I am trying to calculate the above mentioned RDMs from the MP2 calculation. For now, using psi4.energy I can just calculate the MP2 corrected energy and obtain the wavefunction object. But is it possible to obtain these RDMs as well after the MP2 calculation? Or a way to construct them from the MP2 wavefunction object? Any guidance would be great help. Thank you!
I need to ask a few technical questions before I know how to answer:
- What approximations do you want to use on top of MP2? Frozen core? Frozen virtual? Cholesky? Density fitting? DLPNO?
- What do you need the 3 and 4 RDM for? Psi doesn’t store these, as we have no need for them, and I’m not sure there’s even a standard way to define these. (The only thing I can think of is using MP2 as a source of RDMs for a multireference perturbation theory.)
- Do you want RDMs that include orbital relaxation terms or not?
- How big of a system do you want this for? You may want to create your own code for the 3RDM and 4RDM using Psi4Numpy, but I’d need to think on that more before recommending it conclusively.
Thank you for the quick reply. Actually I am not from chemistry background and hence my knowledge is not too deep but I will explain what exactly I am trying to calculate and I hope it be of help.
I am trying to calculate what are known as the one and two “orbital” reduced density matrices. I found out they can be calculated using 1,2,3 and 4 “electron” RDMs (Refer Orbital Entanglement in Quantum Chemistry). I want to make use of a basic post Hartree-Fock method as I will be using quantum computing later. Hence, I came to MP2. Below I have given the answers for your questions with my basic understanding of the subject.
I believe I am not looking for any particular approximation. If I can do just the MP2 calculation without any approximation, that would also work for me. However, if an approximation gives a better n-body wavefunction then I would prefer that. If it helps, the wavefunction is more important to me than the energy correction offered by these approximation methods.

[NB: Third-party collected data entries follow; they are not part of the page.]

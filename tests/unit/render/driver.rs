use std::path::PathBuf;

use image::{Rgba, RgbaImage};

use super::*;
use crate::{
    assets::decode::{ContainerFormat, decode_bytes},
    filter::engine::CpuFilterEngine,
    pipeline::operation::Operation,
};

fn gradient(w: u32, h: u32) -> RgbaImage {
    RgbaImage::from_fn(w, h, |x, y| Rgba([(x * 12) as u8, (y * 12) as u8, 128, 255]))
}

fn binding(img: RgbaImage) -> SourceBinding {
    SourceBinding {
        image: img,
        format: ContainerFormat::Png,
        path: PathBuf::from("in.png"),
    }
}

#[test]
fn blur_rotate_crop_ends_at_ten_by_ten() {
    let ops: Pipeline = [
        Operation::Blur { sigma: 2.0 },
        Operation::Rotate90,
        Operation::Crop {
            x1: 0,
            y1: 0,
            x2: 10,
            y2: 10,
        },
    ]
    .into_iter()
    .collect();
    let engine = CpuFilterEngine::new();
    let src = gradient(20, 20);

    assert_eq!(output_bounds(&engine, Bounds::of(&src), &ops), Bounds::new(10, 10));
    let out = render_image(&engine, &src, &ops).unwrap();
    assert_eq!(out.dimensions(), (10, 10));
}

#[test]
fn empty_pipeline_encodes_the_source() {
    let engine = CpuFilterEngine::new();
    let src = gradient(5, 3);
    let bytes = render(&engine, &binding(src.clone()), &Pipeline::new())
        .unwrap()
        .unwrap();
    let (decoded, _) = decode_bytes(&bytes).unwrap();
    assert_eq!(decoded, src);
}

#[test]
fn rendering_is_deterministic_and_leaves_source_alone() {
    let engine = CpuFilterEngine::new();
    let b = binding(gradient(9, 7));
    let ops: Pipeline = [
        Operation::Sepia { percent: 60.0 },
        Operation::Rotate { degrees: 30.0 },
        Operation::Blur { sigma: 1.5 },
    ]
    .into_iter()
    .collect();

    let first = render(&engine, &b, &ops).unwrap();
    let second = render(&engine, &b, &ops).unwrap();
    assert_eq!(first, second);
    assert_eq!(b.image, gradient(9, 7));
}

#[test]
fn empty_result_fails_to_encode() {
    let engine = CpuFilterEngine::new();
    let ops: Pipeline = std::iter::once(Operation::Resize {
        width: 0,
        height: 0,
    })
    .collect();
    let err = render(&engine, &binding(gradient(4, 4)), &ops).unwrap_err();
    assert!(err.is_recoverable());
}

#[test]
fn unsupported_container_yields_no_bytes() {
    let engine = CpuFilterEngine::new();
    let mut b = binding(gradient(4, 4));
    b.format = ContainerFormat::Other("webp".to_owned());
    assert!(render(&engine, &b, &Pipeline::new()).unwrap().is_none());
}

#[test]
fn oversized_step_is_a_render_error() {
    let ops: Pipeline = std::iter::once(Operation::Resize {
        width: 100_000,
        height: 100_000,
    })
    .collect();
    let err = render_image(&CpuFilterEngine::new(), &gradient(2, 2), &ops).unwrap_err();
    assert!(err.is_recoverable());
    assert!(err.to_string().contains("step 0 (resize 100000 100000)"));
}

Partly I have given the answer for this question in the above paragraph. Now for the definition of 3 and 4 RDMs, what I have in mind are the terms like <a_a^\dagger a_b^\dagger a_c^\dagger a_i a_j a_k > and <a_a^\dagger a_b^\dagger a_c^\dagger a_d^\dagger a_i a_j a_k a_l > respectively, where the expectation is wrt the n-particle wavefunction obtained by the post-HF method and i,j,k,l and a,b,c,d are the occupied and virtual molecular orbitals respectively.
I am not exactly sure but if orbital relaxation gives a more accurate n-body ground state wavefunction then that would be preferable.
I am mostly working with small molecules like H2, LiH, H20 etc which can be solved on a quantum computer.
It would also work if I could just obtain the n-body wavefunction from MP2 calculation in the form of linear combination of slater determinants of HF state and its excitations (like in configuration interaction.) In this way I would be able to directly calculate the “orbital” RDMs without the requirement of 1,2,3 and 4 electron RDMs.
Hope this helps. If you want me to clarify anything further please let me know. Thank you.
You need to understand a bit more about electronic structure methods and reduced density matrices before you can proceed.
Many electronic structure methods (including MP2) do not determine the energy as the expectation value of some particular wavefunction. This can lead to them taking energies below FCI. The reduced density matrices of such methods are not defined as in the formula you gave. It sounds like the closest match to what you’re looking for would be to get the first order wavefunction correction computing during an MP2 computation. The energy of that wavefunction will be different from the MP2 energy, but that’s at least the simplest approximation to a wavefunction. Then you can take the RDMs of that.
Is that what you’re looking for?
I believe yes. If that is the closest I can get to the n-body wavefunction (expressed in a form similar to CI) from an MP2 calculation then I suppose it will work. And yes I will be able to calculate orbital RDMs directly from that.
Based on everything you’ve said, I’m going to recommend that you compute these via Psi4Numpy, using Psi4 for integrals but computing everything else with NumPy. This way, you understand what you’re doing and don’t need to go through the steep learning curve of working with Psi’s internal tensor library. The computational cost should be negligible for systems like you’re describing. See the equation between (1) and (2) here for the final energy expression. For the wavefunction expression, the reference determinant has coefficient 1. All other doubly excited determinants have weight given by removing one of the two two-electron-integrals, i.e., the weight of the excitation from (i, j) to (a, b) is [ia||jb] / (e_i + e_j - e_a - e_b). That formula does not count (i, j) and (j, i) separately. You can count them separately if you wish if you include a factor of 1/2. The same applies for (a, b) and (b, a), which have their own factor of 1/2 if you want to count both.
Okay. I think I will be able to calculate what I want from the explanation you have given. Thank you.